Stored data:
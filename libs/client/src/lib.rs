//! Client core for the movie review application
//!
//! Everything a front end needs apart from rendering: data clients for the
//! backend API, the response envelope decoder, the authentication session,
//! review filtering and sorting, the review submission flow, infinite-scroll
//! pagination and the detail page loader.
//!
//! ```rust,no_run
//! use client::{ApiClient, ClientConfig, MovieClient, MovieFeed, InfiniteScroll};
//!
//! #[tokio::main]
//! async fn main() -> anyhow::Result<()> {
//!     let api = ApiClient::new(ClientConfig::from_env()?)?;
//!     let movies = MovieClient::new(api);
//!
//!     let mut popular = InfiniteScroll::new(MovieFeed::Popular);
//!     popular.load_next(&movies).await;
//!     println!("{} movies loaded", popular.items().len());
//!     Ok(())
//! }
//! ```

pub mod config;
pub mod envelope;
pub mod error;
pub mod http;
pub mod movies;
pub mod page;
pub mod pagination;
pub mod reviews;
pub mod session;
pub mod submission;
pub mod users;
pub mod view;

pub use config::ClientConfig;
pub use error::{ClientError, ClientResult};
pub use http::ApiClient;
pub use movies::{MovieApi, MovieClient, MovieFeed};
pub use page::{LoadState, Liveness, MovieDetailPage};
pub use pagination::{InfiniteScroll, LoadOutcome};
pub use reviews::{ReviewApi, ReviewClient, delete_review};
pub use session::{AuthToken, Session};
pub use submission::{ReviewComposer, ReviewForm, SubmissionState, SubmitError, SubmitOutcome};
pub use users::{UserApi, UserClient};
pub use view::{ReviewFilter, ReviewQuery, ReviewSort, derive_view};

● Problem details
If the string "MovieClient" is in a line of the entries, pick that line out.

● Written answer
//! use client::{ApiClient, ClientConfig, MovieClient, MovieFeed, InfiniteScroll};
//!     let movies = MovieClient::new(api);
pub use movies::{MovieApi, MovieClient, MovieFeed};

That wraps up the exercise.